La riforma del Codice antimafia spiega - estende la possibilità del sequestro e della confisca dei beni ai casi in cui i reati contro la Pa sono collegati a una associazione criminale». Dal dicastero della Giustizia si ribadisce che non è previsto alcun intervento a breve. Contro l'eventualità di una misura correttiva è anche Piero Grasso, il quale ricorda che il codice era parte del programma dem: «Un decreto che cambia la legge sarebbe un segnale assolutamente negativo, un boomerang nei confronti delle stesse forze politiche che l'hanno approvato».

IL MONITORAGGIO
Dunque avanti con il monitoraggio, anche se si allarga il fronte dei contrari ad estendere in maniera così ampia le misure di prevenzione.

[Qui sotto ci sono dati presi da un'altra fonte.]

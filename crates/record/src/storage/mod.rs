//! Storage boundary
//!
//! The record engine talks to storage through structured statements rather
//! than SQL text: a table name, a [`Row`] of column values, a [`Condition`]
//! and a [`Query`]. Backends:
//!
//! - [`MemoryStorage`]: in-process tables with snapshot transactions and a
//!   statement journal
//! - [`PostgresStorage`]: sqlx pool, statements rendered by [`sql`]

use std::collections::BTreeMap;

use async_trait::async_trait;

use crate::error::OrmResult;
use crate::schema::{ColumnSchema, TableSchema};
use crate::value::Row;

pub mod condition;
pub mod memory;
pub mod postgres;
pub mod query;
pub mod sql;

pub use condition::{Condition, Operator};
pub use memory::{MemoryStorage, MemoryTransaction, Statement, StatementKind};
pub use postgres::{PostgresStorage, PostgresTransaction};
pub use query::{OrderDirection, Query};

/// Statement execution shared by the storage and its transactions
#[async_trait]
pub trait Executor: Send + Sync {
    /// Insert one row and return the values of the `returning` columns as
    /// stored (generated keys included)
    async fn insert(&self, table: &str, values: &Row, returning: &[String]) -> OrmResult<Row>;

    /// Update matching rows, returning the affected count
    async fn update(&self, table: &str, values: &Row, condition: &Condition) -> OrmResult<u64>;

    /// Add a signed delta to integer columns of matching rows
    async fn increment(
        &self,
        table: &str,
        counters: &BTreeMap<String, i64>,
        condition: &Condition,
    ) -> OrmResult<u64>;

    /// Delete matching rows, returning the affected count
    async fn delete(&self, table: &str, condition: &Condition) -> OrmResult<u64>;

    async fn select(&self, query: &Query) -> OrmResult<Vec<Row>>;

    /// Number of rows matching the query filter; order and window are ignored
    async fn count(&self, query: &Query) -> OrmResult<u64>;

    async fn apply_ddl(&self, ddl: &Ddl) -> OrmResult<()>;
}

/// A storage connection that can open transactions and describe tables
#[async_trait]
pub trait Storage: Executor {
    async fn begin(&self) -> OrmResult<Box<dyn StorageTransaction>>;

    /// Column metadata for `table`, `None` when the table does not exist
    async fn load_table_schema(&self, table: &str) -> OrmResult<Option<TableSchema>>;
}

/// An open transaction; dropping it without commit rolls it back
#[async_trait]
pub trait StorageTransaction: Executor {
    async fn commit(self: Box<Self>) -> OrmResult<()>;

    async fn rollback(self: Box<Self>) -> OrmResult<()>;
}

/// Schema-changing statements
#[derive(Debug, Clone, PartialEq)]
pub enum Ddl {
    CreateTable(TableSchema),
    DropTable(String),
    RenameTable {
        from: String,
        to: String,
    },
    AddColumn {
        table: String,
        column: ColumnSchema,
    },
    DropColumn {
        table: String,
        column: String,
    },
    CreateIndex {
        name: String,
        table: String,
        columns: Vec<String>,
        unique: bool,
    },
    DropIndex {
        name: String,
        table: String,
    },
}

impl Ddl {
    /// Short description used in migration output, e.g. `create table user_info`
    pub fn describe(&self) -> String {
        match self {
            Ddl::CreateTable(schema) => format!("create table {}", schema.name),
            Ddl::DropTable(table) => format!("drop table {}", table),
            Ddl::RenameTable { from, to } => format!("rename table {} to {}", from, to),
            Ddl::AddColumn { table, column } => {
                format!("add column {} to table {}", column.name, table)
            }
            Ddl::DropColumn { table, column } => {
                format!("drop column {} from table {}", column, table)
            }
            Ddl::CreateIndex {
                name,
                table,
                columns,
                unique,
            } => format!(
                "create{} index {} on {} ({})",
                if *unique { " unique" } else { "" },
                name,
                table,
                columns.join(",")
            ),
            Ddl::DropIndex { name, .. } => format!("drop index {}", name),
        }
    }

    /// Tables whose structure the statement changes
    pub fn affected_tables(&self) -> Vec<&str> {
        match self {
            Ddl::CreateTable(schema) => vec![&schema.name],
            Ddl::DropTable(table) => vec![table],
            Ddl::RenameTable { from, to } => vec![from, to],
            Ddl::AddColumn { table, .. }
            | Ddl::DropColumn { table, .. }
            | Ddl::CreateIndex { table, .. }
            | Ddl::DropIndex { table, .. } => vec![table],
        }
    }
}

#[cfg(test)]
mod tests {
    use super::*;
    use crate::schema::ColumnType;

    #[test]
    fn test_ddl_describe() {
        let create = Ddl::CreateTable(TableSchema::new("user_info").column(ColumnSchema::primary_key("id")));
        assert_eq!(create.describe(), "create table user_info");

        let index = Ddl::CreateIndex {
            name: "idx_phone".to_string(),
            table: "user_info".to_string(),
            columns: vec!["phone".to_string()],
            unique: true,
        };
        assert_eq!(index.describe(), "create unique index idx_phone on user_info (phone)");

        let add = Ddl::AddColumn {
            table: "user_info".to_string(),
            column: ColumnSchema::new("image", ColumnType::String),
        };
        assert_eq!(add.describe(), "add column image to table user_info");
        assert_eq!(add.affected_tables(), vec!["user_info"]);
    }
}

In Ap alcuni come Cicchitto non hanno partecipato al voto, i centristi torneranno alla carica. E anche in Mdp ci sono voci contrarie: «Assistiamo denuncia Leva, bersaniano ed ex responsabile giustizia del Pd - ad un inarrestabile declino giustizialista che travolge ogni più elementare garanzia difensiva. L'estensione della confisca o delle altre misure di prevenzione agli indiziati di corruzione, peculato o addirittura di stalking risponde solo ad esigenze di propaganda». Ed ancora: «Aver voluto equiparare i reati comuni ai reati di criminalità organizzata è indice di una regressione culturale preoccupante».

Sul piede di guerra è soprattutto Forza Italia. «La riforma del Codice antimafia introduce nell'ambito della Pubblica Amministrazione la logica del sospetto: basta essere indiziati, ossia appunto sospettati, per far scattare misure di prevenzione personali e patrimoniali come la confisca dei beni. Il risultato sarà la paura di agire e, quindi, la paralisi della Pa, denuncia il deputato azzurro Francesco Sisto».